** Opening Supplied records block **

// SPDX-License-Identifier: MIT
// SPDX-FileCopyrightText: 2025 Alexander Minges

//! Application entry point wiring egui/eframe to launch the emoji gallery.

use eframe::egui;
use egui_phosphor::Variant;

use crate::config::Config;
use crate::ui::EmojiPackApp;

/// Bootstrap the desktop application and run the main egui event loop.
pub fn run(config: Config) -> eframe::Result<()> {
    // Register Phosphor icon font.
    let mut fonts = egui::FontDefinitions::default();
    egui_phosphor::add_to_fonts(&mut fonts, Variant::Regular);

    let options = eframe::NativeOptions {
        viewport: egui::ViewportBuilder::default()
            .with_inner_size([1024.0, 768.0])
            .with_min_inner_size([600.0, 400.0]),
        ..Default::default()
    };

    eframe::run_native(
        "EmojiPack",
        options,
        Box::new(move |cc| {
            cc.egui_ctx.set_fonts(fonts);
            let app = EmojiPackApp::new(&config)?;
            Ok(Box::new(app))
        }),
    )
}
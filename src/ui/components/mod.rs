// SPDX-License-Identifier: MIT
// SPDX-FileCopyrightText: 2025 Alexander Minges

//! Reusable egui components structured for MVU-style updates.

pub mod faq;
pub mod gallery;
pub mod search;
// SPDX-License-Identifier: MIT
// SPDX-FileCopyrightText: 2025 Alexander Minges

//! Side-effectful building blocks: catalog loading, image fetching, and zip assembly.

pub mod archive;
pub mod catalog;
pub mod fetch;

** Closing Supplied records block **

▶ [Work instruction]:
Where does "catalog" appear in the listing? Show every line that has it.

▶ [Exercise result]:
//! Side-effectful building blocks: catalog loading, image fetching, and zip assembly.
pub mod catalog;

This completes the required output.